## Exercise requirements:
Locate the lines of the listing below that hold "EmptyStateWith", then copy each of them.

Start of Block

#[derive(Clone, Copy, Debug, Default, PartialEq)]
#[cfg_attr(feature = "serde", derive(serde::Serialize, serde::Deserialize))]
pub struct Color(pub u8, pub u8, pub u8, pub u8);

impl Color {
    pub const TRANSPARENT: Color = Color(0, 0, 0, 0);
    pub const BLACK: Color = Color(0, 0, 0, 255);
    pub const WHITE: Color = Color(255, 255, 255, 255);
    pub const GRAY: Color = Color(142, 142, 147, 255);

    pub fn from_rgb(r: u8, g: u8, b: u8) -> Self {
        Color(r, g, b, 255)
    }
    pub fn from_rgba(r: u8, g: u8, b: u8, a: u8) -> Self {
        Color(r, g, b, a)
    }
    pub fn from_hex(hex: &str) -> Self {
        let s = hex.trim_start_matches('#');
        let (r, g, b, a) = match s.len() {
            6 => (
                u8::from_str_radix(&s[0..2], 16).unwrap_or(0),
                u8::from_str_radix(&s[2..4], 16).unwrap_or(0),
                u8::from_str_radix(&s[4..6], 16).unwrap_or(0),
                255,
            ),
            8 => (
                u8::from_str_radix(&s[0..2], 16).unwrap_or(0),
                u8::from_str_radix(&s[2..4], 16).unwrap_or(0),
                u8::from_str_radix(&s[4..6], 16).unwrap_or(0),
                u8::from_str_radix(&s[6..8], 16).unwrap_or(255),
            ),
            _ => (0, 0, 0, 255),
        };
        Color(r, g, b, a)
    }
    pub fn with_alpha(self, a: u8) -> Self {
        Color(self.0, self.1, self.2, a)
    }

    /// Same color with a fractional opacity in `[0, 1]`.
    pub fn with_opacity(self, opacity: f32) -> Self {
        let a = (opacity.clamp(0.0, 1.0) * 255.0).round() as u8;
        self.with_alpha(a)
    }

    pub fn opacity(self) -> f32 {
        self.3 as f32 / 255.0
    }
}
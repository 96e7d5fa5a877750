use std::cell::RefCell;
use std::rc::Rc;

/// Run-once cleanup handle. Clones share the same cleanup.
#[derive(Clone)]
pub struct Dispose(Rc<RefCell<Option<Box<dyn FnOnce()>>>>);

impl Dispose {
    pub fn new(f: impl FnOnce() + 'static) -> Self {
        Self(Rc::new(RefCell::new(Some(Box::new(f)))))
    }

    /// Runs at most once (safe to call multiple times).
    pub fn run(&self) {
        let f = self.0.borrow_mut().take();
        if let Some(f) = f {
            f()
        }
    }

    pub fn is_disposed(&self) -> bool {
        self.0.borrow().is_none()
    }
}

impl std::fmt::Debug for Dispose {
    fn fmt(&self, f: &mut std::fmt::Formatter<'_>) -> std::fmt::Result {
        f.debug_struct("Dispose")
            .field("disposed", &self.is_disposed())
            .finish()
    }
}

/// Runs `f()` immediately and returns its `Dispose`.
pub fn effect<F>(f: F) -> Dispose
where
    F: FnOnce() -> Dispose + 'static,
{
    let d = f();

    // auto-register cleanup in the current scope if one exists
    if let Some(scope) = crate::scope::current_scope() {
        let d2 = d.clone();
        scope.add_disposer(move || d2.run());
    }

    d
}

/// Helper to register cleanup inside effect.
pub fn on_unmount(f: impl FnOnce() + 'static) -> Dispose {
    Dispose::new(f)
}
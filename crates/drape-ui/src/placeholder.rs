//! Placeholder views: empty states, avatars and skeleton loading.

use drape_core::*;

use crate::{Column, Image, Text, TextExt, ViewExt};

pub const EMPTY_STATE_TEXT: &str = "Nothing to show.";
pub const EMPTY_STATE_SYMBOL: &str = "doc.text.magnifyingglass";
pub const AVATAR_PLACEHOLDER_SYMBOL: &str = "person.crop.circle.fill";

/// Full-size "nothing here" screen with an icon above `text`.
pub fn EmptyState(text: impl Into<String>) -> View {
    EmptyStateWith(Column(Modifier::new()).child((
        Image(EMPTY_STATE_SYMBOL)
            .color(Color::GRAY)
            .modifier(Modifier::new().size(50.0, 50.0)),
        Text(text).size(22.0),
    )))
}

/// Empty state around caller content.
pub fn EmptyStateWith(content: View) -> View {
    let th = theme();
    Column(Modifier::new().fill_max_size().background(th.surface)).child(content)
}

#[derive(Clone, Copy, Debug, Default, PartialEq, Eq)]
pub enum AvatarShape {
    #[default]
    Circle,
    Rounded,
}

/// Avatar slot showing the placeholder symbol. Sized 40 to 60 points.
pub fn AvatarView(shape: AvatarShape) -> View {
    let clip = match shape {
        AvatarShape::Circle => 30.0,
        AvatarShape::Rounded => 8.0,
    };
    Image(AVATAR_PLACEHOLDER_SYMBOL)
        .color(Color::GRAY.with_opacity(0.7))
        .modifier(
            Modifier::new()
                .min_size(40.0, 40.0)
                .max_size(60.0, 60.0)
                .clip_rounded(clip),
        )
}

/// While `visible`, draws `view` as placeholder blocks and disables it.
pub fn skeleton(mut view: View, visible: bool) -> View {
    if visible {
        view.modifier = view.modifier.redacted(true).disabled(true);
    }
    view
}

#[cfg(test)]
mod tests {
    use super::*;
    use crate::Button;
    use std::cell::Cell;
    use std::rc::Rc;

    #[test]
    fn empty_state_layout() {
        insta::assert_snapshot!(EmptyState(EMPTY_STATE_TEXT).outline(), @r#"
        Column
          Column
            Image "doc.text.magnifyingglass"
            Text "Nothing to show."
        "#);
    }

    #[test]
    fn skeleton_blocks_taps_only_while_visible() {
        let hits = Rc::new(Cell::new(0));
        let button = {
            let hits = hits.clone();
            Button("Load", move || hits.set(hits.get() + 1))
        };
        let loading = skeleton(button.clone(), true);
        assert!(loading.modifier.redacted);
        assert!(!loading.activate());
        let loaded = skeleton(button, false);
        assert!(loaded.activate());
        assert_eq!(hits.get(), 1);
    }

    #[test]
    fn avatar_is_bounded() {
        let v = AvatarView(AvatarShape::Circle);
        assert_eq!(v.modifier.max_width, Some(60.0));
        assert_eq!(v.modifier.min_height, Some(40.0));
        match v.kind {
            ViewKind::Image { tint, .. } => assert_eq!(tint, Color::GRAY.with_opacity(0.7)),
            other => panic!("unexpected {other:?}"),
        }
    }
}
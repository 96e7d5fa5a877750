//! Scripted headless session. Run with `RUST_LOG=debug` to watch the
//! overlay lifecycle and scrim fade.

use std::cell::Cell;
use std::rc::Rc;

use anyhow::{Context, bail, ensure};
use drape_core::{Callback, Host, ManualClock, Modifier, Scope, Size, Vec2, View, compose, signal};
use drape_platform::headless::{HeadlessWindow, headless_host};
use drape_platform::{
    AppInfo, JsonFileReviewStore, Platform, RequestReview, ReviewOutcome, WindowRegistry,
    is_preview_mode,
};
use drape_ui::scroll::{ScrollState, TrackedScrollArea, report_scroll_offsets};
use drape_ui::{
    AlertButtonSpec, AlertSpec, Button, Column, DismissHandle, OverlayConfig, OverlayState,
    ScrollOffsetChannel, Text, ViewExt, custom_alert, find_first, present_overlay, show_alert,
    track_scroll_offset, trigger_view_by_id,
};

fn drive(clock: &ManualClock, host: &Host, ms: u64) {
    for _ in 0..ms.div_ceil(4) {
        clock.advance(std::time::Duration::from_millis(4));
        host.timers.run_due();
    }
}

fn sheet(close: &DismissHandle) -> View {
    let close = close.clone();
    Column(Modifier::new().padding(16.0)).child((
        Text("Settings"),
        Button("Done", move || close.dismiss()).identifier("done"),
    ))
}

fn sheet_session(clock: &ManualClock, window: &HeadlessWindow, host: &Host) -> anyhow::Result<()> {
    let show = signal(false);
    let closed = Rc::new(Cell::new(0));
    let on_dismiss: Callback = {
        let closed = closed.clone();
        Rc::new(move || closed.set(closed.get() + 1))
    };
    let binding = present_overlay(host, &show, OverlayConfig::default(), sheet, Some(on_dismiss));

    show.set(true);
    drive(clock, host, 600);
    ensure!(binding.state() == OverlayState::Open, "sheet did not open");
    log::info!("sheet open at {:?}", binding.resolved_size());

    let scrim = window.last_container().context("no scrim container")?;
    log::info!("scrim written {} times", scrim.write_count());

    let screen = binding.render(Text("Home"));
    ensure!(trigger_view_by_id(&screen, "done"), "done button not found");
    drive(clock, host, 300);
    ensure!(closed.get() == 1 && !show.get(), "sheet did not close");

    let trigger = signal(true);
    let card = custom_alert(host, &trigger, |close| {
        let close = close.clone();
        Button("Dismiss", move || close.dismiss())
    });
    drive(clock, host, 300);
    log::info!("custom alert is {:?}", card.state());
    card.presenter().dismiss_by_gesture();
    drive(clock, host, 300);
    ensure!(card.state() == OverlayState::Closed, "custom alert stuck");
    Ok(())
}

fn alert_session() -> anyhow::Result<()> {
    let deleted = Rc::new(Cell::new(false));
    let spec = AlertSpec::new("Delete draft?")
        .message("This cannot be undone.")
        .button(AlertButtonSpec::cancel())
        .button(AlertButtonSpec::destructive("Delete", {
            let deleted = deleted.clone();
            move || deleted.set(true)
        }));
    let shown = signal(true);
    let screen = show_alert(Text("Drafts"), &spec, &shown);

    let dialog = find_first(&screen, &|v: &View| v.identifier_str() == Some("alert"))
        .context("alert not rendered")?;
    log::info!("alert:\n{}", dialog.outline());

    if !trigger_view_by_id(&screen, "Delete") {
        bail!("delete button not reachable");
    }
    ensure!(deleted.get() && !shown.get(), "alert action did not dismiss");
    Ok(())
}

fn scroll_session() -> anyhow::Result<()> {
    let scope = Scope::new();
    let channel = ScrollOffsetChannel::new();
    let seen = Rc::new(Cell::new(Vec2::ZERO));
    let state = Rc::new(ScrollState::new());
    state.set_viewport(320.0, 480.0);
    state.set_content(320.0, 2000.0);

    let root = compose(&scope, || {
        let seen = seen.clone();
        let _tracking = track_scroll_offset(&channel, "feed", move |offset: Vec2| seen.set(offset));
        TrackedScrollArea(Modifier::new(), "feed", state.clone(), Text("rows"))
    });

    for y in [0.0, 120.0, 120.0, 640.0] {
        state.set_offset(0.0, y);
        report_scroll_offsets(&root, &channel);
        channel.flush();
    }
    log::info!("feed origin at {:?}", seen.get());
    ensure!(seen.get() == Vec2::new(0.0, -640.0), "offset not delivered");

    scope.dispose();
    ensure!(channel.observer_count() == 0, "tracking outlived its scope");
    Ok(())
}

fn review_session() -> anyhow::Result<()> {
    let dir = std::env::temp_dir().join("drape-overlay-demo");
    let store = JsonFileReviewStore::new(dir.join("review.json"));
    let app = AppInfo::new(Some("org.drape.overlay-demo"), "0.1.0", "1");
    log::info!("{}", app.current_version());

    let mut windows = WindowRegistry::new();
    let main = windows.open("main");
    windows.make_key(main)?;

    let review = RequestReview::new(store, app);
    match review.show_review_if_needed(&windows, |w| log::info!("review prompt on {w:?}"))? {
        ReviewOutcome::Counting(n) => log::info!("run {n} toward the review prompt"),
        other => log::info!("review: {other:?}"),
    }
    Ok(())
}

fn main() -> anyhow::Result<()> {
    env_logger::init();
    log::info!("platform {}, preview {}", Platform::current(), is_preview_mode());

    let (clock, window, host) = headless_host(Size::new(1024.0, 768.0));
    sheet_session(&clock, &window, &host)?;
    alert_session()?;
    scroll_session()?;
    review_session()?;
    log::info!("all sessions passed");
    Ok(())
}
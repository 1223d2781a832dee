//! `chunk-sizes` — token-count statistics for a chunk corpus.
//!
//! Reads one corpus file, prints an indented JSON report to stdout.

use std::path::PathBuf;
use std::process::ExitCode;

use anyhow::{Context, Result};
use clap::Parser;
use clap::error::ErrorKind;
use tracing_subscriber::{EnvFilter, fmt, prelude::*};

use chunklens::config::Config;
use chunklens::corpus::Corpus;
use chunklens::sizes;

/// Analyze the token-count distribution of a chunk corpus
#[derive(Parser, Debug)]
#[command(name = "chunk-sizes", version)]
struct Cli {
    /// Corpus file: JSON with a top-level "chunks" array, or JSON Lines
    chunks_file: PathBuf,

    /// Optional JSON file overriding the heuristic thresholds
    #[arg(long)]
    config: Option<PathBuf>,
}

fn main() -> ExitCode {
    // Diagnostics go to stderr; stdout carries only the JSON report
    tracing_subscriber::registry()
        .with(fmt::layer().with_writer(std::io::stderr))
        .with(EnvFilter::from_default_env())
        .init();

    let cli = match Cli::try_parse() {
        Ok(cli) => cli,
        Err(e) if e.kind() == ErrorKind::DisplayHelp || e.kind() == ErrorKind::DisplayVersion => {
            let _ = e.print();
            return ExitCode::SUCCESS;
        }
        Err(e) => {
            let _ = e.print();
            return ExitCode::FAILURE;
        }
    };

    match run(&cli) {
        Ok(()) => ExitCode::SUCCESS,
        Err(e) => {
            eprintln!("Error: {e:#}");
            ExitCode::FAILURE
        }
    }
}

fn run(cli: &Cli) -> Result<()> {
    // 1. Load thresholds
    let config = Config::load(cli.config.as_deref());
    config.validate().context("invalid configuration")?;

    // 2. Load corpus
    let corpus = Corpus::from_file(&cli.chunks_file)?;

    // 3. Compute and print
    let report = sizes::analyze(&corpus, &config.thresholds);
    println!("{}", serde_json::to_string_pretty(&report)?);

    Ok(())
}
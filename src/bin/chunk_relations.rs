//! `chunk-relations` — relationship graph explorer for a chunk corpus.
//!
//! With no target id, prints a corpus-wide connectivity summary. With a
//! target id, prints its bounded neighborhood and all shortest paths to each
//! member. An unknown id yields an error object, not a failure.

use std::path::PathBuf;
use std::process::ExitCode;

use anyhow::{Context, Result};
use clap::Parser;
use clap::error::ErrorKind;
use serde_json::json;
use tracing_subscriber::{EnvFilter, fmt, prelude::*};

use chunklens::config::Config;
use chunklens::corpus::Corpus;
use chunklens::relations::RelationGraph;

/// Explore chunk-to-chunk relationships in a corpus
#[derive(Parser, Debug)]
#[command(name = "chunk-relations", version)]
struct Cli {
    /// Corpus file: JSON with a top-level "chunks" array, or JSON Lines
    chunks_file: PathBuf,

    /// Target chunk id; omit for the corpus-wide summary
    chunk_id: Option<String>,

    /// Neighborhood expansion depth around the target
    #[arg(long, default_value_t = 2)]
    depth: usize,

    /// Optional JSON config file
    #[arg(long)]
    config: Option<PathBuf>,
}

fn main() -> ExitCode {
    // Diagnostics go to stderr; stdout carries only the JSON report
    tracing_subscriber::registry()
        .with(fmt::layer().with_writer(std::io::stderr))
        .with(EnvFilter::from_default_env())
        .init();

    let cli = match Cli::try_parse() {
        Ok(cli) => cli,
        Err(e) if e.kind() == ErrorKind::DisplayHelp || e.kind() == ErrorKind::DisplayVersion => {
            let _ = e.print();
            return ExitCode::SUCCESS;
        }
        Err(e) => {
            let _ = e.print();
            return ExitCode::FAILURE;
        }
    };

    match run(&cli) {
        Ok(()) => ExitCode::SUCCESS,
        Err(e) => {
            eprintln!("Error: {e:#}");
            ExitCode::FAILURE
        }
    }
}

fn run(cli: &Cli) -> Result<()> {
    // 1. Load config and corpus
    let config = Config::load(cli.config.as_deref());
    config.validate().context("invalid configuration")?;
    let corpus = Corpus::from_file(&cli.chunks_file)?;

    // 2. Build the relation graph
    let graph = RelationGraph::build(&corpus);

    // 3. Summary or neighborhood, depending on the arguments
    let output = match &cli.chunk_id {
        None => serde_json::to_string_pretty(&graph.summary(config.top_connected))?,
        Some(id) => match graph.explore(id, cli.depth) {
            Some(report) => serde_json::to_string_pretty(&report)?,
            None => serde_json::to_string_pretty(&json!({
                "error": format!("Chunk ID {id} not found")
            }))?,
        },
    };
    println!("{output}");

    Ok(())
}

End of Block

## Task result:
    EmptyStateWith(Column(Modifier::new()).child((
pub fn EmptyStateWith(content: View) -> View {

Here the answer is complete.